WORK TO BE COMPLETED:
Look for the line that has "repository b28330c7078e57a5" in the material below; please repeat it and every line after it, exactly, up to and including the line that has "let child = cancel.child_token();", and nothing else.

LISTED RECORDS:
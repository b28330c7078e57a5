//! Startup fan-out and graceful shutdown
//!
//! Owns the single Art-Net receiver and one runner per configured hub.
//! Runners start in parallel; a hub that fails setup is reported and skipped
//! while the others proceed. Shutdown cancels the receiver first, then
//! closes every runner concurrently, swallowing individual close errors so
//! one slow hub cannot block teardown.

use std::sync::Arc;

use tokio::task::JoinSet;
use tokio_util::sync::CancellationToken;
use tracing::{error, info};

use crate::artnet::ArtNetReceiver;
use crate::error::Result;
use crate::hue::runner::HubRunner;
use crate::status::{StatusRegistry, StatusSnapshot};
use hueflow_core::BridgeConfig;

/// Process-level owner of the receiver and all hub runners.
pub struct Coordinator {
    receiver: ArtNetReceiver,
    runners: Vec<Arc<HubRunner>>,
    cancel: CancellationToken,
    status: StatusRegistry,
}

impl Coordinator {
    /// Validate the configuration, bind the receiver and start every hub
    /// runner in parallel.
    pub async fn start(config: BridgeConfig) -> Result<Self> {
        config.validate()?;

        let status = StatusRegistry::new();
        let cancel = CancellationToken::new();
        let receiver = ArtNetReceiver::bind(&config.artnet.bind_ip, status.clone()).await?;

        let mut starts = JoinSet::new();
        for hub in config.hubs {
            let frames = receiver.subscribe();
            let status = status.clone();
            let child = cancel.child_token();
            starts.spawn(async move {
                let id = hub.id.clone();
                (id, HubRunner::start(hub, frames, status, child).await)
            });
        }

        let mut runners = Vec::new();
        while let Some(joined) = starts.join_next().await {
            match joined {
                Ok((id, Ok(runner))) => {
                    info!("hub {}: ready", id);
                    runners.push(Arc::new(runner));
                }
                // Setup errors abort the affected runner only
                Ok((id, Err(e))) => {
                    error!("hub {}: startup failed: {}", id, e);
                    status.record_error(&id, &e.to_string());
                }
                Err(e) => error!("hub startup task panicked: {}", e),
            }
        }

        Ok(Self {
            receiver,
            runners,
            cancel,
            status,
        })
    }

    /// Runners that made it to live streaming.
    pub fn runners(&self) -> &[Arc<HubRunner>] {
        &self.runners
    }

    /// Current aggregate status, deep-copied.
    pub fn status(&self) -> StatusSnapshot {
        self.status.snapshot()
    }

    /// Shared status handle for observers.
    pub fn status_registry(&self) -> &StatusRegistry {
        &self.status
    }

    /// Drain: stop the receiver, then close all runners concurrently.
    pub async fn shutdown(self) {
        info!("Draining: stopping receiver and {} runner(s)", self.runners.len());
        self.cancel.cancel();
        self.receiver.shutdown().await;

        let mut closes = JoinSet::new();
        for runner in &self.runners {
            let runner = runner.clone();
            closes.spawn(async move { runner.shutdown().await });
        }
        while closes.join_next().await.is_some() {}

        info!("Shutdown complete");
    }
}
--
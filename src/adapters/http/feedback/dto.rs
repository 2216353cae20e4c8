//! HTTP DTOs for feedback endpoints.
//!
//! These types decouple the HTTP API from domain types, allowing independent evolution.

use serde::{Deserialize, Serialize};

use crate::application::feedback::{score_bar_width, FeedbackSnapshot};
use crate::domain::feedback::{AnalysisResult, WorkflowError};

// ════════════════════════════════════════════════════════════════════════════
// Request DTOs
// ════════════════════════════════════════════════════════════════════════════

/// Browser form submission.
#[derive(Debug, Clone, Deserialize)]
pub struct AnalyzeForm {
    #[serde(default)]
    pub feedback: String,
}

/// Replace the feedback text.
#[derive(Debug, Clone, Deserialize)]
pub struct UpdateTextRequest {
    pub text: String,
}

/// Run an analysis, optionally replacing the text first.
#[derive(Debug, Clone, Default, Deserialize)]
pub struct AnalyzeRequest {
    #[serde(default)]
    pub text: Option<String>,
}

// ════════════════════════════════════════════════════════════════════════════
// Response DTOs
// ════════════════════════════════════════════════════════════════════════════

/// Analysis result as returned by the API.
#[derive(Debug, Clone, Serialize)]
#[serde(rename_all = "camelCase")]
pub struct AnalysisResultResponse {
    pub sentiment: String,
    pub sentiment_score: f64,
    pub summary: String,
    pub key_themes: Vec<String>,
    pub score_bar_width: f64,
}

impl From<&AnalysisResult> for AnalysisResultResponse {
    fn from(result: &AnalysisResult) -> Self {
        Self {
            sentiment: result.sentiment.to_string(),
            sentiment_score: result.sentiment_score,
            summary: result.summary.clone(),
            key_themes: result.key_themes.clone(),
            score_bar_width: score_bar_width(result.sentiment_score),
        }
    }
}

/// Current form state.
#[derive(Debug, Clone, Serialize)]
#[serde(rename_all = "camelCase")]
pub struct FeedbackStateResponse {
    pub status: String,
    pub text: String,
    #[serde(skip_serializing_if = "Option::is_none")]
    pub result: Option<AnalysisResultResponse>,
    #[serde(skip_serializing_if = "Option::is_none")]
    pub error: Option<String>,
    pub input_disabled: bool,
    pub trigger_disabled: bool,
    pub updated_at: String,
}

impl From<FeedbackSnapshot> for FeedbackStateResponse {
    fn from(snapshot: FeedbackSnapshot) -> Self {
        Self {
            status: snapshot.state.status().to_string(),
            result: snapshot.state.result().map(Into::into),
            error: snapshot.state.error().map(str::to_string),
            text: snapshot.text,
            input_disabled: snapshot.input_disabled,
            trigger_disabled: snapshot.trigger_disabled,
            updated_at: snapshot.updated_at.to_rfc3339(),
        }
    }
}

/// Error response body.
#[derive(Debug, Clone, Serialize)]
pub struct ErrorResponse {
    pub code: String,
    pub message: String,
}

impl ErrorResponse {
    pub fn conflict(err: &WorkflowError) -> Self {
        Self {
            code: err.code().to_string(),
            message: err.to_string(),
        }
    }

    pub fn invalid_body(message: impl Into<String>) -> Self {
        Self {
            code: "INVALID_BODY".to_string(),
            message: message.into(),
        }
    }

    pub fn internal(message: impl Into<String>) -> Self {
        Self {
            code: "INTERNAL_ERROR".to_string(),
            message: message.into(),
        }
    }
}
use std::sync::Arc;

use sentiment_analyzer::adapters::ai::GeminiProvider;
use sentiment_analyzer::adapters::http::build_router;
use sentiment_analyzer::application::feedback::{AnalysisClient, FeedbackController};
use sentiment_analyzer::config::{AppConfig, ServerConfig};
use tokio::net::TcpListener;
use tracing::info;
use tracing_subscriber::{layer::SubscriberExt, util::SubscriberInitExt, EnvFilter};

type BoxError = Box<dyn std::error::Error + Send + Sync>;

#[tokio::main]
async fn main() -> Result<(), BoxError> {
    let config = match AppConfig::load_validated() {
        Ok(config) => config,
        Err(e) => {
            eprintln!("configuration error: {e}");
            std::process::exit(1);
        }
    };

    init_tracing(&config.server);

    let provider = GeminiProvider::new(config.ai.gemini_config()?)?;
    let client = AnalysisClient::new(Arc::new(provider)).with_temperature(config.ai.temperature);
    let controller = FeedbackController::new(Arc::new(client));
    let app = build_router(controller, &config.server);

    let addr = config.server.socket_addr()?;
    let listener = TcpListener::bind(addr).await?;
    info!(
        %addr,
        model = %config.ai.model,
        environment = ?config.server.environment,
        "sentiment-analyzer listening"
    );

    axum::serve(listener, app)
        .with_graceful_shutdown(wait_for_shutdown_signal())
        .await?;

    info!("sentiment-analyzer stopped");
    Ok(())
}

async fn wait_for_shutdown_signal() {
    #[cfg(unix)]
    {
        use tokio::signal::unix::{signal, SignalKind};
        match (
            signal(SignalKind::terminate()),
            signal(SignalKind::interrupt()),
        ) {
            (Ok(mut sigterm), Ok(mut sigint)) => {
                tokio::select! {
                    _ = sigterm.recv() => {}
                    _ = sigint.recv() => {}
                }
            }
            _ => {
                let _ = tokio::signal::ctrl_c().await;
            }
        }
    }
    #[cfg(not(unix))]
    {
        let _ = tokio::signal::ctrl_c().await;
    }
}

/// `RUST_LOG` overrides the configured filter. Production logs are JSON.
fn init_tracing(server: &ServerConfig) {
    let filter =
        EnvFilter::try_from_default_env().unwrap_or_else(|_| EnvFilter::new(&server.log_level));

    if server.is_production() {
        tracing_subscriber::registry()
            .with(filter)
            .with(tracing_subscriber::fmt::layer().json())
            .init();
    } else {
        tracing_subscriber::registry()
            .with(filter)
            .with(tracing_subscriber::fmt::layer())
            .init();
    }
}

WRITTEN RESPONSE:
repository b28330c7078e57a5
//! Startup fan-out and graceful shutdown
//!
//! Owns the single Art-Net receiver and one runner per configured hub.
//! Runners start in parallel; a hub that fails setup is reported and skipped
//! while the others proceed. Shutdown cancels the receiver first, then
//! closes every runner concurrently, swallowing individual close errors so
//! one slow hub cannot block teardown.

use std::sync::Arc;

use tokio::task::JoinSet;
use tokio_util::sync::CancellationToken;
use tracing::{error, info};

use crate::artnet::ArtNetReceiver;
use crate::error::Result;
use crate::hue::runner::HubRunner;
use crate::status::{StatusRegistry, StatusSnapshot};
use hueflow_core::BridgeConfig;

/// Process-level owner of the receiver and all hub runners.
pub struct Coordinator {
    receiver: ArtNetReceiver,
    runners: Vec<Arc<HubRunner>>,
    cancel: CancellationToken,
    status: StatusRegistry,
}

impl Coordinator {
    /// Validate the configuration, bind the receiver and start every hub
    /// runner in parallel.
    pub async fn start(config: BridgeConfig) -> Result<Self> {
        config.validate()?;

        let status = StatusRegistry::new();
        let cancel = CancellationToken::new();
        let receiver = ArtNetReceiver::bind(&config.artnet.bind_ip, status.clone()).await?;

        let mut starts = JoinSet::new();
        for hub in config.hubs {
            let frames = receiver.subscribe();
            let status = status.clone();
            let child = cancel.child_token();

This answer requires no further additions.